To see an example of Erwin’s attempts at verbal communication and her new reaching behavior, double-click on the picture below. Notice how emphatic her arm extension is, and how she makes eye contact as she reaches out.
A few months ago, most of Erwin’s actions were aimed toward physical mastery—learning to obtain ojects and manipulate them in a variety of ways, learning to move herself toward things she wanted to manipulate, or playing with sound just to hear the results.
When she was learning to do physical things, the physical environment provided most of the feedback. Although her parents were there to give encouragement, we all had the sense that it was the physical feedback that she craved—getting an object to her mouth, inching toward a favorite toy, pulling herself to stand.
Now she craves feedback from her parents; she has shifted her focus from physical mastery to social mastery. She reaches for Mom and gets picked up. She shakes her head and Mom shakes her head back. She points to a banana, and Dad brings it to her. She claps her hands, and Grandma plays pat-a-cake. And every time she undertakes a new action, she is conducting a test.
Testing is part of learning.
Each time any infant tries out a new skill, she is conducting a test. Each attempt is part of an action-feedback loop. Repeated attempts to master a new skill form a series of these action-feedback loops. Each iteration is an exemplary test—in the sense that it is educative—that guides the infant incrementally toward a new level of mastery.

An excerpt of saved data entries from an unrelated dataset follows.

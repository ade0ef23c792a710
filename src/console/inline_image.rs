//! Inline image escape sequences.
//!
//! Two protocols are supported:
//! - `iterm` - OSC 1337 `File=` (iTerm2, WezTerm, mintty, Konsole)
//! - `kitty` - APC `_G` graphics commands (kitty, Ghostty, WezTerm)

use base64::engine::general_purpose::STANDARD as BASE64;
use base64::Engine;
use serde::Deserialize;

use super::InlineImage;

/// Maximum base64 payload per kitty graphics command.
pub const KITTY_CHUNK_SIZE: usize = 4096;

/// Terminal graphics protocol used for Image mode.
#[derive(Debug, Clone, Copy, PartialEq, Eq, Default, Deserialize)]
#[serde(rename_all = "lowercase")]
pub enum ImageProtocol {
    #[default]
    Iterm,
    Kitty,
}

impl ImageProtocol {
    /// Escape sequence that displays `image` at the cursor.
    pub fn encode(self, image: &InlineImage) -> String {
        match self {
            ImageProtocol::Iterm => iterm_sequence(image),
            ImageProtocol::Kitty => kitty_sequence(image),
        }
    }

    /// Sequence removing every image this protocol placed, if it keeps them
    /// apart from the text grid.
    pub fn erase_all(self) -> &'static str {
        match self {
            ImageProtocol::Iterm => "",
            ImageProtocol::Kitty => "\x1b_Ga=d\x1b\\",
        }
    }

    pub fn name(self) -> &'static str {
        match self {
            ImageProtocol::Iterm => "iterm",
            ImageProtocol::Kitty => "kitty",
        }
    }
}

/// iTerm2 inline image: `ESC ] 1337 ; File=... : <base64> BEL`.
pub fn iterm_sequence(image: &InlineImage) -> String {
    format!(
        "\x1b]1337;File=inline=1;size={};width={};height={};preserveAspectRatio=1:{}\x07",
        image.png.len(),
        image.columns,
        image.rows,
        BASE64.encode(&image.png)
    )
}

/// kitty graphics: transmit-and-display a PNG, split into chunks.
pub fn kitty_sequence(image: &InlineImage) -> String {
    let payload = BASE64.encode(&image.png);
    let chunks: Vec<&[u8]> = payload.as_bytes().chunks(KITTY_CHUNK_SIZE).collect();
    let mut out = String::with_capacity(payload.len() + chunks.len() * 32);

    if chunks.is_empty() {
        return out;
    }

    let last = chunks.len() - 1;
    for (i, chunk) in chunks.iter().enumerate() {
        let more = if i < last { 1 } else { 0 };
        // base64 output is ASCII
        let chunk = String::from_utf8_lossy(chunk);
        if i == 0 {
            out.push_str(&format!(
                "\x1b_Ga=T,f=100,c={},r={},m={};{}\x1b\\",
                image.columns, image.rows, more, chunk
            ));
        } else {
            out.push_str(&format!("\x1b_Gm={};{}\x1b\\", more, chunk));
        }
    }
    out
}

#[cfg(test)]
mod tests {
    use super::*;

    fn image_with_png(png: Vec<u8>) -> InlineImage {
        InlineImage {
            png,
            pixel_width: 16,
            pixel_height: 8,
            columns: 64,
            rows: 16,
            leading_newlines: 3,
        }
    }

    #[test]
    fn test_iterm_sequence() {
        let seq = iterm_sequence(&image_with_png(b"abc".to_vec()));
        assert!(seq.starts_with("\x1b]1337;File=inline=1;size=3;width=64;height=16"));
        assert!(seq.ends_with(":YWJj\x07"));
    }

    #[test]
    fn test_kitty_sequence_single_chunk() {
        let seq = kitty_sequence(&image_with_png(b"abc".to_vec()));
        assert_eq!(seq, "\x1b_Ga=T,f=100,c=64,r=16,m=0;YWJj\x1b\\");
    }

    #[test]
    fn test_kitty_sequence_chunked() {
        // 6000 bytes -> 8000 base64 chars -> 2 chunks
        let seq = kitty_sequence(&image_with_png(vec![0u8; 6000]));
        assert_eq!(seq.matches("\x1b_G").count(), 2);
        assert!(seq.contains("m=1;"));
        assert!(seq.contains("\x1b_Gm=0;"));
    }

    #[test]
    fn test_kitty_sequence_empty() {
        assert_eq!(kitty_sequence(&image_with_png(Vec::new())), "");
    }

    #[test]
    fn test_protocol_encode_dispatch() {
        let image = image_with_png(b"abc".to_vec());
        assert!(ImageProtocol::Iterm.encode(&image).starts_with("\x1b]1337"));
        assert!(ImageProtocol::Kitty.encode(&image).starts_with("\x1b_G"));
    }

    #[test]
    fn test_protocol_deserialize() {
        #[derive(Deserialize)]
        struct Wrapper {
            protocol: ImageProtocol,
        }
        let w: Wrapper = toml::from_str("protocol = \"kitty\"").unwrap();
        assert_eq!(w.protocol, ImageProtocol::Kitty);
    }
}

Interestingly, infants never tire of this kind of testing, even when the feedback is not instantly gratifying. In fact, much of the feedback is along the lines of, “almost, but not quite,” or “that didn’t work,” neither of which seem to get in the way of infant learning. For example, when Erwin first started reaching toward her parents to ask to be picked up, her action was not easy to read. It rarely got the desired response. She gradually learned that the reaching needed to be clearly directed toward the parent and accompanied by eye contact. Now the message is, “You’ve got it!” At this point, Erwin takes the skill for granted, and has shifted her attention to things she has not yet mastered, like figuring out how to get adults to do other interesting or gratifying things.
The natural action-feedback mechanism of infancy works perfectly, because the proverbial carrot is usually, due to the very nature of normal human environments, dangled at just the right distance. Good parents respond to early attempts at communication, rewarding them with interesting responses, but success isn’t the only reward; it’s always accompanied by a new “carrot”—another interesting possibility just beyond the infant’s reach. In this way, the action-feedback mechanism functions both as an aid to learning and as a motivator.
Aspects of this “carrot-and-stick” perspective on learning have been expanded and described in a variety of research traditions—e.g., as part of the notion of reinforcement feedback in social learning theory (Bandura, 1977), as zone of proximal development in Vygotsky’s (1986) work, and as part of a complex process of assimilation and accommodation in Piaget’s (1985) work. It is important, because it speaks both to how we learn and to our motivation for learning. Good feedback plays two essential roles. First, it helps the learner decide what to try next. Second, it motivates the learner to keep striving toward mastery. And, as the infant example suggests, feedback cannot be reduced to simple reward or punishment. Ideally, it is information that supports learning by being useful to the learner. Learners are not motivated by reward or punishment per se, but by an optimal combination of “not there yet” “almost” and “you’ve got it”.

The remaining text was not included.